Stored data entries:
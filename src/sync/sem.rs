//! A process-shared POSIX semaphore embedded directly in the mapped record.
//!
//! Every lock in this crate — the action rwlock, the single-writer mutexes,
//! the GPS ring's counting semaphores — bottoms out in one of these. They are
//! initialized with `pshared = 1` so that `sem_wait`/`sem_post` calls made
//! from different forked processes observe the same count; an in-process
//! `std::sync::Mutex` would not do that, since its futex word isn't visible
//! across the process boundary the way a semaphore living in `MAP_SHARED`
//! memory is.

use std::mem::MaybeUninit;
use std::time::Duration;

use crate::error::{SemError, WaitError};

/// Wraps a `libc::sem_t`. Must live inside memory that is itself
/// `MAP_SHARED` — constructing one on the stack and sharing it across a
/// `fork()` boundary works too (the child inherits the mapping), but sharing
/// it across unrelated processes requires it to sit in the named
/// shared-memory object.
#[repr(transparent)]
pub struct RawSemaphore(libc::sem_t);

impl RawSemaphore {
    /// Initializes the semaphore in place to `value`, process-shared.
    ///
    /// # Safety
    /// `self` must not be moved after this call, and must not already be
    /// initialized (or must have been `destroy`'d first) — re-`init`ing a
    /// live semaphore that a waiter is blocked on is undefined behavior,
    /// which is exactly why stall recovery terminates every actor before
    /// calling this again (§4.7).
    pub unsafe fn init(&mut self, value: u32) -> std::io::Result<()> {
        let rc = libc::sem_init(&mut self.0 as *mut libc::sem_t, 1, value);
        if rc != 0 {
            return Err(std::io::Error::last_os_error());
        }
        Ok(())
    }

    /// Placement-constructs a zeroed, uninitialized semaphore slot.
    pub fn uninit() -> libc::sem_t {
        unsafe { MaybeUninit::<libc::sem_t>::zeroed().assume_init() }
    }

    /// A zeroed, uninitialized semaphore. Callers must run `init` before any
    /// `wait`/`post` — embedding this in a larger `repr(C)` struct is the
    /// normal way to give a semaphore a home inside shared memory.
    pub fn new_uninit() -> Self {
        RawSemaphore(Self::uninit())
    }

    /// Blocking decrement. Retries transparently on `EINTR`; any other
    /// failure is returned rather than panicking, per §7's error taxonomy —
    /// it's fatal for the calling actor but not for the process.
    pub fn wait(&self) -> Result<(), SemError> {
        loop {
            let rc = unsafe { libc::sem_wait(&self.0 as *const _ as *mut libc::sem_t) };
            if rc == 0 {
                return Ok(());
            }
            let err = std::io::Error::last_os_error();
            if err.kind() == std::io::ErrorKind::Interrupted {
                continue;
            }
            return Err(SemError(err));
        }
    }

    /// Non-blocking decrement. `Ok(true)` on success, `Ok(false)` if it would
    /// block. Any other failure is returned rather than panicking.
    pub fn try_wait(&self) -> Result<bool, SemError> {
        let rc = unsafe { libc::sem_trywait(&self.0 as *const _ as *mut libc::sem_t) };
        if rc == 0 {
            return Ok(true);
        }
        let err = std::io::Error::last_os_error();
        if err.raw_os_error() == Some(libc::EAGAIN) {
            return Ok(false);
        }
        if err.kind() == std::io::ErrorKind::Interrupted {
            return self.try_wait();
        }
        Err(SemError(err))
    }

    /// Decrement with a deadline measured against `CLOCK_MONOTONIC`.
    ///
    /// `sem_timedwait` itself requires `CLOCK_REALTIME`; we instead poll with
    /// a bounded `sem_trywait`/short-sleep loop against `Instant`, which
    /// keeps the monotonic-clock-only rule from §4.2 intact and sidesteps
    /// wall-clock jumps affecting producer/consumer timeouts.
    pub fn wait_timeout(&self, timeout: Duration) -> Result<(), WaitError> {
        let deadline = std::time::Instant::now() + timeout;
        loop {
            if self.try_wait()? {
                return Ok(());
            }
            if std::time::Instant::now() >= deadline {
                return Err(WaitError::TimedOut);
            }
            std::thread::sleep(Duration::from_micros(500));
        }
    }

    /// Increment. Returned rather than panicking on failure, per §7.
    pub fn post(&self) -> Result<(), SemError> {
        let rc = unsafe { libc::sem_post(&self.0 as *const _ as *mut libc::sem_t) };
        if rc != 0 {
            return Err(SemError(std::io::Error::last_os_error()));
        }
        Ok(())
    }

    /// Tears down the semaphore. Only safe when no other process is
    /// currently blocked in `wait`/`wait_timeout` on it.
    ///
    /// # Safety
    /// Caller must guarantee no concurrent waiter, per the same contract as
    /// `init`.
    pub unsafe fn destroy(&mut self) {
        let _ = libc::sem_destroy(&mut self.0 as *mut libc::sem_t);
    }
}

#[cfg(test)]
mod tests {
    use super::*;
    use std::sync::Arc;
    use std::thread;

    fn fresh() -> Box<RawSemaphore> {
        let mut sem = Box::new(RawSemaphore(RawSemaphore::uninit()));
        unsafe { sem.init(1).unwrap() };
        sem
    }

    #[test]
    fn wait_then_post_round_trips() {
        let sem = fresh();
        sem.wait().unwrap();
        sem.post().unwrap();
        sem.wait().unwrap();
    }

    #[test]
    fn try_wait_fails_when_exhausted() {
        let sem = fresh();
        sem.wait().unwrap();
        assert_eq!(sem.try_wait().unwrap(), false);
        sem.post().unwrap();
        assert_eq!(sem.try_wait().unwrap(), true);
    }

    #[test]
    fn wait_timeout_expires_when_never_posted() {
        let sem = fresh();
        sem.wait().unwrap(); // drain the single permit
        let start = std::time::Instant::now();
        let result = sem.wait_timeout(Duration::from_millis(50));
        assert!(matches!(result, Err(WaitError::TimedOut)));
        assert!(start.elapsed() >= Duration::from_millis(50));
    }

    #[test]
    fn wait_timeout_succeeds_when_posted_concurrently() {
        let sem: Arc<Box<RawSemaphore>> = Arc::new(fresh());
        sem.wait().unwrap(); // drain so the next wait would otherwise block
        let sem2 = Arc::clone(&sem);
        let handle = thread::spawn(move || {
            thread::sleep(Duration::from_millis(20));
            sem2.post().unwrap();
        });
        let result = sem.wait_timeout(Duration::from_millis(500));
        handle.join().unwrap();
        assert!(result.is_ok());
    }
}
//! Sole writer of the acceleration cell (§4.3). Synthesizes a stylized
//! thrust signal from the current motor PWMs plus Gaussian noise.

use std::f32::consts::PI;
use std::sync::atomic::{AtomicBool, Ordering};
use std::sync::Arc;
use std::time::Duration;

use log::error;
use rand::Rng;

use crate::state::{ActorId, Accel, SharedRecord};

const TICK: Duration = Duration::from_millis(10);
const THRUST_PER_MOTOR: f32 = 9.81 * 2.0;

/// Two independent uniform `(0, 1]` draws turned into one standard-normal
/// sample via Box–Muller, matching the reference's hand-rolled
/// `gauss_noise` rather than a packaged distribution (§4.3, §9).
fn gauss_noise<R: Rng>(rng: &mut R, std_dev: f32) -> f32 {
    let u1: f32 = 1.0 - rng.gen::<f32>(); // excludes 0 so ln() stays finite
    let u2: f32 = rng.gen::<f32>();
    let z0 = (-2.0 * u1.ln()).sqrt() * (2.0 * PI * u2).cos();
    z0 * std_dev
}

pub fn run(record: &SharedRecord, shutdown: Arc<AtomicBool>) {
    let mut rng = rand::thread_rng();

    while !shutdown.load(Ordering::Relaxed) {
        let motors = match record.pwm.lock() {
            Ok(guard) => guard.motors,
            Err(e) => {
                error!(target: "accelerometer", "pwm mutex lock failed, exiting: {e}");
                return;
            }
        };
        let [m0, m1, m2, m3] = motors;

        let z = (m0 + m1 + m2 + m3) * THRUST_PER_MOTOR - 9.81 + gauss_noise(&mut rng, 0.05);
        let x = (m1 + m3 - m0 - m2) * THRUST_PER_MOTOR * 0.2 + gauss_noise(&mut rng, 0.02);
        let y = (m2 + m3 - m0 - m1) * THRUST_PER_MOTOR * 0.2 + gauss_noise(&mut rng, 0.02);

        match record.accel.lock() {
            Ok(mut guard) => *guard = Accel { x, y, z },
            Err(e) => {
                error!(target: "accelerometer", "accel mutex lock failed, exiting: {e}");
                return;
            }
        }

        record.heartbeats.tick(ActorId::Accelerometer);
        std::thread::sleep(TICK);
    }
}

#[cfg(test)]
mod tests {
    use super::*;

    #[test]
    fn gauss_noise_is_bounded_in_practice() {
        let mut rng = rand::thread_rng();
        for _ in 0..1000 {
            let n = gauss_noise(&mut rng, 0.05);
            assert!(n.abs() < 1.0, "noise sample {n} implausibly large for std_dev 0.05");
        }
    }

    #[test]
    fn zero_pwm_yields_gravity_compensated_z_near_negative_g() {
        // With all motors at 0, z = -9.81 + small noise.
        let mut rng = rand::thread_rng();
        let z: f32 = -9.81 + gauss_noise(&mut rng, 0.05);
        assert!(z < -9.0 && z > -10.5);
    }
}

=== PROBLEM TO SOLVE ===
Nothing should appear in the answer except the lines above from the line with "fn fresh() ->" through the line with "distribution (§4.3, §9).", both included, written out exactly.

=== ANSWER SPACE ===
    fn fresh() -> Box<RawSemaphore> {
        let mut sem = Box::new(RawSemaphore(RawSemaphore::uninit()));
        unsafe { sem.init(1).unwrap() };
        sem
    }

    #[test]
    fn wait_then_post_round_trips() {
        let sem = fresh();
        sem.wait().unwrap();
        sem.post().unwrap();
        sem.wait().unwrap();
    }

    #[test]
    fn try_wait_fails_when_exhausted() {
        let sem = fresh();
        sem.wait().unwrap();
        assert_eq!(sem.try_wait().unwrap(), false);
        sem.post().unwrap();
        assert_eq!(sem.try_wait().unwrap(), true);
    }

    #[test]
    fn wait_timeout_expires_when_never_posted() {
        let sem = fresh();
        sem.wait().unwrap(); // drain the single permit
        let start = std::time::Instant::now();
        let result = sem.wait_timeout(Duration::from_millis(50));
        assert!(matches!(result, Err(WaitError::TimedOut)));
        assert!(start.elapsed() >= Duration::from_millis(50));
    }

    #[test]
    fn wait_timeout_succeeds_when_posted_concurrently() {
        let sem: Arc<Box<RawSemaphore>> = Arc::new(fresh());
        sem.wait().unwrap(); // drain so the next wait would otherwise block
        let sem2 = Arc::clone(&sem);
        let handle = thread::spawn(move || {
            thread::sleep(Duration::from_millis(20));
            sem2.post().unwrap();
        });
        let result = sem.wait_timeout(Duration::from_millis(500));
        handle.join().unwrap();
        assert!(result.is_ok());
    }
}
//! Sole writer of the acceleration cell (§4.3). Synthesizes a stylized
//! thrust signal from the current motor PWMs plus Gaussian noise.

use std::f32::consts::PI;
use std::sync::atomic::{AtomicBool, Ordering};
use std::sync::Arc;
use std::time::Duration;

use log::error;
use rand::Rng;

use crate::state::{ActorId, Accel, SharedRecord};

const TICK: Duration = Duration::from_millis(10);
const THRUST_PER_MOTOR: f32 = 9.81 * 2.0;

/// Two independent uniform `(0, 1]` draws turned into one standard-normal
/// sample via Box–Muller, matching the reference's hand-rolled
/// `gauss_noise` rather than a packaged distribution (§4.3, §9).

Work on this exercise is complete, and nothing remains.